Your body actually produces three types of oestrogens: estrone, estradiol, and estriol. Premarin, however, contains largely estrone, and the rest, horse oestrogens. Oestrogen patches and creams don't even come close with their 100 per cent estradiol content. The most alarming revelation was the large-scale US study in 2002 which said that synthetic hormones could increase the risk of breast cancer and heart disease. 

"After the results of the study made headline news in the media, we had many women, who were on hormone replacement therapy, knocking on our doors and asking to be taken off," says obstetrician and gynaecologist Dr Julinda. So why have such synthetic hormones been allowed for decades? It's a case of "if it acts like an oestrogen, it must be an oestrogen", writes Dr Jonathan Wright in his book, Natural Hormone Replacement For Women Over 45.

Not many people understand "the way these substances produce their hormone-like effects", and most importantly, the way our bodies interact with them, he says. Which is why going natural is preferable for women like Lucy. In fact, even her 63-year-old mother has been on natural hormone replacement therapy for the last four years. "I could have gone on the Pill since it helps to get rid of acne.
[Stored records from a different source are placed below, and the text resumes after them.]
//! Testing utilities for tablib
//!
//! Fixture builders for windows, tabs and snapshots so tests can describe an
//! inventory by its shape instead of spelling out every field.
//!
//! Only available when compiled with `cfg(test)`.

use crate::inventory::{Snapshot, Tab, TabId, Window, WindowId};

/// Build a tab with a title and url
#[must_use]
pub fn tab(id: u64, title: &str, url: &str) -> Tab {
    Tab::new(TabId(id), title, url)
}

/// Build a window from already-built tabs
#[must_use]
pub fn window(id: u64, tabs: Vec<Tab>) -> Window {
    Window::new(WindowId(id), tabs)
}

/// Build windows holding the given number of tabs each.
///
/// Window ids start at 1, tab ids are numbered 1.. across all windows in
/// order, titles are `Tab N` and urls `https://example.com/N`.
///
/// # Examples
/// ```ignore
/// let windows = windows_with_counts(&[2, 3]);
/// assert_eq!(windows[1].tabs[0].id, TabId(3));
/// ```
#[must_use]
pub fn windows_with_counts(counts: &[usize]) -> Vec<Window> {
    let mut next_tab = 1;
    counts
        .iter()
        .enumerate()
        .map(|(i, &count)| {
            let tabs = (0..count)
                .map(|_| {
                    let id = next_tab;
                    next_tab += 1;
                    tab(id, &format!("Tab {id}"), &format!("https://example.com/{id}"))
                })
                .collect();
            window(i as u64 + 1, tabs)
        })
        .collect()
}

/// Same as [`windows_with_counts`], wrapped in a generation-1 snapshot
#[must_use]
pub fn snapshot_with_counts(counts: &[usize]) -> Snapshot {
    Snapshot::new(windows_with_counts(counts), 1)
}

/// Collect tab ids from raw numbers
#[must_use]
pub fn ids(raw: &[u64]) -> Vec<TabId> {
    raw.iter().copied().map(TabId).collect()
}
But I feel safer with the progesterone cream because it's all natural. I feel safe using it for the long term, like when I hit menopause because I've seen it work for my mother too."

Phytoestrogens = Bio-Identical Horones?

Can plant oestrogens or phytoestrogens be used to alleviate menopausal symptoms like bio-identical hormones? Apparently not, even though they are both derived from soy. "Even the strongest phytoestrogens have at most one to two per cent of the potency of human oestrogens," writes Dr Jonathan Wright in his book, Natural Hormone Replacement For Women Over 45. That's because molecularly, phytoestrogens are even further from human hormones than horse hormones. For these reasons, phytoestrogens aren't a good replacement for human hormones.